After 10 days of terminal differentiation, the cells were fixed with 4% paraformaldehyde for 30 min. After that, the cells were washed three times with PBS 3 times for 5 min. To permeabilize cells, 1 ml of 0.3% Triton™ X-100 (in PBS) was added to each well for 5–10 min. Cells were washed 3 times with PBS. The cells were blocked with 10% BSA and primary antibodies, 250 μL of Microtubule-associated protein 2 (MAP2) antibody (primary antibody) diluted in blocking solution, was added to each well. The treated cells were incubated at 37°C for 2 h followed by washing 3 times with PBS. For secondary antibody labelling, 500 μL of diluted (goat anti-mouse immunoglobulin G H and L [FITC]) secondary antibody were added and incubated at 37°C for 30 min. Secondary antibody was washed with PBS 3 times and then distilled water was added. Each immunolabeled coverslip was removed from the 24-well plate and was placed onto the slide in 10 μL mounting media with 4′,6-diamidino-2-phenylindole (DAPI) (Invitrogen, Carlsbad, CA, USA) to view them under confocal microscope.

RNA extraction and quantitative real-time polymerase chain reaction analysis

Using RNeasy Mini Kit (Qiagen, Germany), total RNA was extracted from neurospheres derived in each treatment; then reverse transcription was performed with 500 ng of tRNA using Quantitect Reverse Transcription kit (Qiagen, Germany). Next, cDNA was added to the SYBR green reaction mixture (Quantitect SYBR green Polymerase chain reaction (PCR) kit, 204145, Qiagen, Germany). PCR reaction was performed using Quantstudio3 (Thermofischer) with initial incubation at 95C for 15 min followed by 40 cycles of 95C for 15 s, 60 C for 30 s, and 72 C for 30 s. Target gene expression was corrected with the expression of Glyceraldehyde-3-phosphate dehydrogenase (GAPDH). The change in gene expression was calculated by ΔΔCT method, using PBS treated group as control. Primers were self-designed, and the sequences of the Primers are listed below.
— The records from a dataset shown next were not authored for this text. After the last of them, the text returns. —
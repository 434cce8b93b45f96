use anyhow::{Context, Result};
use clap::{Parser, Subcommand};
use colored::*;
use rust_decimal::prelude::{FromPrimitive, ToPrimitive};
use rust_decimal::Decimal;
use serde_json::json;
use std::path::{Path, PathBuf};
use tabled::{settings::Style, Table, Tabled};

use trailsync::effort::{
    self, AidStation, EffortRecord, EphConditions, RaceProfile, RaceStrategy, RouteType,
};
use trailsync::grip::{self, RiskLevel, Shoe, Surface, Weather};
use trailsync::intervals::{self, IntervalSet};
use trailsync::planner::{self, TargetPace, Warmup, WorkoutRequest};
use trailsync::units::{self, parse_amount, Quantity, UnitSystem};
use trailsync::weather::{self, HeatRisk};
use trailsync::{
    gap, logging, risk, summarize_with, training_paces, treadmill, AppConfig, ElevationPolicy,
    ImportManager, TrailSyncError,
};

/// TrailSync - Running and trail training calculator
///
/// Track distance and elevation from GPX files, grade-adjusted and treadmill
/// paces, effort-based race prediction, training paces and workouts, and
/// heat, grip and route risk.
#[derive(Parser)]
#[command(name = "trailsync")]
#[command(author = "TrailSync Contributors")]
#[command(version = "0.1.0")]
#[command(about = "Running and trail training calculator", long_about = None)]
struct Cli {
    /// Sets a custom config file
    #[arg(short, long, value_name = "FILE")]
    config: Option<PathBuf>,

    /// Increase verbosity of output
    #[arg(short, long, action = clap::ArgAction::Count)]
    verbose: u8,

    /// Unit system for input and output (overrides the config file)
    #[arg(short, long, global = true)]
    units: Option<UnitSystem>,

    /// Print results as JSON
    #[arg(long, global = true)]
    json: bool,

    #[command(subcommand)]
    command: Commands,
}
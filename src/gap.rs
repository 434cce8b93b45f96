//! Grade-adjusted pace (GAP) and normalized graded pace (NGP)
//!
//! Both scale a pace held on a slope linearly with the grade, GAP at 7 % and
//! NGP at 5 % per grade point, then add 3 % per point of terrain technicality.

use rust_decimal::Decimal;
use rust_decimal_macros::dec;
use serde::{Deserialize, Serialize};

use crate::error::CalculationError;

/// Pace change per grade point for GAP
pub const GAP_FACTOR: Decimal = dec!(0.07);

/// Pace change per grade point for NGP
pub const NGP_FACTOR: Decimal = dec!(0.05);

/// Pace change per point of technicality
pub const TECH_FACTOR: Decimal = dec!(0.03);

/// Accepted pace range in min/km
pub const PACE_BOUNDS: (Decimal, Decimal) = (dec!(0.5), dec!(25));

/// Accepted grade range in percent
pub const GRADE_BOUNDS: (Decimal, Decimal) = (dec!(-30), dec!(30));

/// GAP and NGP side by side for one pace and grade
#[derive(Debug, Clone, Copy, PartialEq, Serialize, Deserialize)]
pub struct GapComparison {
    pub gap: Decimal,
    pub ngp: Decimal,
    /// GAP minus NGP in min/km
    pub difference: Decimal,
    /// Difference as a percentage of NGP
    pub difference_percent: Decimal,
}

/// Grade-adjusted pace (min/km) for a pace held on `grade_percent`
pub fn grade_adjusted_pace(
    pace_min_per_km: Decimal,
    grade_percent: Decimal,
    technicality: Decimal,
) -> Result<Decimal, CalculationError> {
    graded_pace("grade adjusted pace", GAP_FACTOR, pace_min_per_km, grade_percent, technicality)
}

/// Normalized graded pace (min/km) for a pace held on `grade_percent`
pub fn normalized_graded_pace(
    pace_min_per_km: Decimal,
    grade_percent: Decimal,
    technicality: Decimal,
) -> Result<Decimal, CalculationError> {
    graded_pace("normalized graded pace", NGP_FACTOR, pace_min_per_km, grade_percent, technicality)
}

/// Convert a GAP into the NGP of the same underlying pace
pub fn gap_to_ngp(gap: Decimal, grade_percent: Decimal) -> Result<Decimal, CalculationError> {
    let divisor = slope_factor("gap to ngp", GAP_FACTOR, grade_percent)?;
    Ok(gap / divisor * (dec!(1) + grade_percent * NGP_FACTOR))
}

/// Convert an NGP into the GAP of the same underlying pace
pub fn ngp_to_gap(ngp: Decimal, grade_percent: Decimal) -> Result<Decimal, CalculationError> {
    let divisor = slope_factor("ngp to gap", NGP_FACTOR, grade_percent)?;
    Ok(ngp / divisor * (dec!(1) + grade_percent * GAP_FACTOR))
}

/// GAP, NGP and their difference
pub fn compare(
    pace_min_per_km: Decimal,
    grade_percent: Decimal,
    technicality: Decimal,
) -> Result<GapComparison, CalculationError> {
    let gap = grade_adjusted_pace(pace_min_per_km, grade_percent, technicality)?;
    let ngp = normalized_graded_pace(pace_min_per_km, grade_percent, technicality)?;
    let difference = gap - ngp;

    Ok(GapComparison {
        gap,
        ngp,
        difference,
        difference_percent: difference / ngp * dec!(100),
    })
}

/// Gradient in percent from horizontal and vertical distance
pub fn gradient_percent(horizontal: Decimal, vertical: Decimal) -> Decimal {
    if horizontal == dec!(0) {
        return dec!(0);
    }
    (vertical / horizontal) * dec!(100)
}

fn graded_pace(
    calculation: &'static str,
    factor: Decimal,
    pace_min_per_km: Decimal,
    grade_percent: Decimal,
    technicality: Decimal,
) -> Result<Decimal, CalculationError> {
    if pace_min_per_km < PACE_BOUNDS.0 || pace_min_per_km > PACE_BOUNDS.1 {
        return Err(CalculationError::invalid(calculation, "pace", pace_min_per_km));
    }
    if technicality < dec!(0) {
        return Err(CalculationError::invalid(calculation, "technicality", technicality));
    }
    let slope = slope_factor(calculation, factor, grade_percent)?;

    Ok(pace_min_per_km * slope * (dec!(1) + technicality * TECH_FACTOR))
}

/// `1 + grade·factor`, which must stay positive for a meaningful pace
fn slope_factor(
    calculation: &'static str,
    factor: Decimal,
    grade_percent: Decimal,
) -> Result<Decimal, CalculationError> {
    if grade_percent < GRADE_BOUNDS.0 || grade_percent > GRADE_BOUNDS.1 {
        return Err(CalculationError::invalid(calculation, "grade", grade_percent));
    }
    let slope = dec!(1) + grade_percent * factor;
    if slope <= dec!(0) {
        return Err(CalculationError::invalid(calculation, "grade", grade_percent));
    }
    Ok(slope)
}

#[cfg(test)]
mod tests {
    use super::*;

    #[test]
    fn test_grade_adjustment() {
        let uphill = grade_adjusted_pace(dec!(6.0), dec!(5.0), dec!(0)).unwrap();
        assert_eq!(uphill, dec!(8.1));

        let downhill = grade_adjusted_pace(dec!(6.0), dec!(-5.0), dec!(0)).unwrap();
        assert_eq!(downhill, dec!(3.9));

        let flat = grade_adjusted_pace(dec!(6.0), dec!(0), dec!(0)).unwrap();
        assert_eq!(flat, dec!(6.0));
    }

    #[test]
    fn test_technicality_slows_pace() {
        // 5 * 1.07 * 1.06
        let technical = grade_adjusted_pace(dec!(5), dec!(1), dec!(2)).unwrap();
        assert_eq!(technical, dec!(5.671));

        assert!(grade_adjusted_pace(dec!(5), dec!(1), dec!(-1)).is_err());
    }

    #[test]
    fn test_normalized_graded_pace() {
        assert_eq!(normalized_graded_pace(dec!(6), dec!(5), dec!(0)).unwrap(), dec!(7.5));
        assert_eq!(normalized_graded_pace(dec!(6), dec!(-5), dec!(0)).unwrap(), dec!(4.5));
    }

    #[test]
    fn test_gap_ngp_conversions() {
        let gap = grade_adjusted_pace(dec!(6), dec!(5), dec!(0)).unwrap();
        let ngp = normalized_graded_pace(dec!(6), dec!(5), dec!(0)).unwrap();

        assert_eq!(gap_to_ngp(gap, dec!(5)).unwrap(), ngp);
        assert_eq!(ngp_to_gap(ngp, dec!(5)).unwrap(), gap);
    }

    #[test]
    fn test_comparison() {
        let comparison = compare(dec!(6), dec!(5), dec!(0)).unwrap();

        assert_eq!(comparison.difference, dec!(0.6));
        assert_eq!(comparison.difference_percent, dec!(8));
    }

    #[test]
    fn test_invalid_inputs() {
        assert!(grade_adjusted_pace(dec!(0), dec!(3), dec!(0)).is_err());
        assert!(grade_adjusted_pace(dec!(26), dec!(3), dec!(0)).is_err());
        assert!(grade_adjusted_pace(dec!(5), dec!(31), dec!(0)).is_err());
        assert!(grade_adjusted_pace(dec!(5), dec!(-31), dec!(0)).is_err());
    }

    #[test]
    fn test_steep_descent_without_positive_pace_is_rejected() {
        // 1 - 19 * 0.07 is negative, 1 - 19 * 0.05 is not
        assert!(grade_adjusted_pace(dec!(6), dec!(-19), dec!(0)).is_err());
        assert!(normalized_graded_pace(dec!(6), dec!(-19), dec!(0)).is_ok());
        assert!(normalized_graded_pace(dec!(6), dec!(-20), dec!(0)).is_err());
        assert!(gap_to_ngp(dec!(6), dec!(-20)).is_err());
    }

    #[test]
    fn test_gradient_calculation() {
        assert_eq!(gradient_percent(dec!(100), dec!(10)), dec!(10));
        assert_eq!(gradient_percent(dec!(100), dec!(-5)), dec!(-5));
        assert_eq!(gradient_percent(dec!(0), dec!(5)), dec!(0));
    }
}
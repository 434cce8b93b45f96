//! Track distance and elevation accumulation
//!
//! Walks an ordered sequence of trackpoints pair by pair, summing great-circle
//! distance and splitting elevation change into gain and loss.

use serde::{Deserialize, Serialize};
use tracing::debug;

use crate::error::TrackError;

/// Mean Earth radius used by the Haversine formula
pub const EARTH_RADIUS_KM: f64 = 6371.0;

/// One recorded GPS sample along a route
#[derive(Debug, Clone, Copy, PartialEq, Serialize, Deserialize)]
pub struct Trackpoint {
    /// Latitude in degrees, [-90, 90]
    pub latitude: f64,
    /// Longitude in degrees, [-180, 180]
    pub longitude: f64,
    /// Elevation in metres above sea level, if the source recorded one
    pub elevation: Option<f64>,
}

impl Trackpoint {
    pub fn new(latitude: f64, longitude: f64) -> Self {
        Self {
            latitude,
            longitude,
            elevation: None,
        }
    }

    pub fn with_elevation(latitude: f64, longitude: f64, elevation: f64) -> Self {
        Self {
            latitude,
            longitude,
            elevation: Some(elevation),
        }
    }
}

/// Totals accumulated over a full track
#[derive(Debug, Clone, Copy, PartialEq, Serialize, Deserialize)]
pub struct TrackSummary {
    /// Sum of pairwise great-circle distances in kilometres
    pub total_distance_km: f64,
    /// Sum of positive elevation deltas in metres
    pub total_elevation_gain_m: f64,
    /// Sum of absolute negative elevation deltas in metres
    pub total_elevation_loss_m: f64,
    /// Number of trackpoints consumed
    pub point_count: usize,
}

/// How a trackpoint without elevation takes part in gain/loss accumulation
#[derive(Debug, Clone, Copy, PartialEq, Eq, Default, Serialize, Deserialize)]
#[serde(rename_all = "snake_case")]
pub enum ElevationPolicy {
    /// A missing elevation counts as 0 m
    #[default]
    TreatMissingAsZero,
    /// Segments touching a point without elevation add distance only
    SkipMissing,
}

impl std::str::FromStr for ElevationPolicy {
    type Err = String;

    fn from_str(s: &str) -> Result<Self, Self::Err> {
        match s.to_lowercase().replace('-', "_").as_str() {
            "treat_missing_as_zero" | "zero" => Ok(ElevationPolicy::TreatMissingAsZero),
            "skip_missing" | "skip" => Ok(ElevationPolicy::SkipMissing),
            _ => Err(format!("Invalid elevation policy: {}", s)),
        }
    }
}

impl ElevationPolicy {
    fn delta(&self, from: Option<f64>, to: Option<f64>) -> Option<f64> {
        match self {
            ElevationPolicy::TreatMissingAsZero => Some(to.unwrap_or(0.0) - from.unwrap_or(0.0)),
            ElevationPolicy::SkipMissing => Some(to? - from?),
        }
    }
}

/// Great-circle distance between two trackpoints in kilometres
pub fn haversine_km(from: &Trackpoint, to: &Trackpoint) -> f64 {
    let lat1 = from.latitude.to_radians();
    let lat2 = to.latitude.to_radians();
    let d_lat = (to.latitude - from.latitude).to_radians();
    let d_lon = (to.longitude - from.longitude).to_radians();

    // Rounding can push `a` past 1 for antipodal points
    let a = ((d_lat / 2.0).sin().powi(2) + lat1.cos() * lat2.cos() * (d_lon / 2.0).sin().powi(2))
        .min(1.0);
    let c = 2.0 * a.sqrt().atan2((1.0 - a).sqrt());

    EARTH_RADIUS_KM * c
}

/// Summarize a track, treating missing elevations as 0 m
pub fn summarize(points: &[Trackpoint]) -> Result<TrackSummary, TrackError> {
    summarize_with(points, ElevationPolicy::default())
}

/// Summarize a track with an explicit policy for missing elevations
pub fn summarize_with(
    points: &[Trackpoint],
    policy: ElevationPolicy,
) -> Result<TrackSummary, TrackError> {
    if points.len() < 2 {
        return Err(TrackError::InsufficientData {
            found: points.len(),
        });
    }

    let mut summary = TrackSummary {
        total_distance_km: 0.0,
        total_elevation_gain_m: 0.0,
        total_elevation_loss_m: 0.0,
        point_count: points.len(),
    };

    for pair in points.windows(2) {
        let (prev, curr) = (&pair[0], &pair[1]);

        summary.total_distance_km += haversine_km(prev, curr);

        if let Some(delta) = policy.delta(prev.elevation, curr.elevation) {
            if delta > 0.0 {
                summary.total_elevation_gain_m += delta;
            } else {
                summary.total_elevation_loss_m += delta.abs();
            }
        }
    }

    debug!(
        points = summary.point_count,
        distance_km = summary.total_distance_km,
        gain_m = summary.total_elevation_gain_m,
        loss_m = summary.total_elevation_loss_m,
        ?policy,
        "Track summarized"
    );

    Ok(summary)
}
  • GAPDH F: GCTCTCTGCTCCTCCTGTTC
  • GAPDH R: CGCCCAATACGACCAAATCC
  • Nestin F: GTGGCTCCAAGACTTCCCTC
  • Nestin R: GCATCCTGGGCTCTGATCTC.


Statistical analysis

All experimental results were analyzed from the three biological and technical replica. The results were expressed as the means ± standard deviation. Statistical significance was analyzed using the analysis of variance (ANOVA) among the treated groups and post hoc between any two groups with significance at P < 0.05.


  Results Top


Characterization of human dental pulp stem cells

HDPSCs have fibroblast-like morphology [Figure 1]a. HDPSCs expressed CD105, CD73 and CD 90, and were negative for CD106, CD34, CD271 and CD146 [Figure 1]b. They were also partially positive for the CD106.
Figure 1: Phenotypic analysis of HDPSCs. (a) HDPSCs attached to the surface of the flask exhibiting elongation (arrow), (b) Immunophenotypes of HDPSCs analysed by flow cytometry. HDPSCs: Human Dental pulp stem cells.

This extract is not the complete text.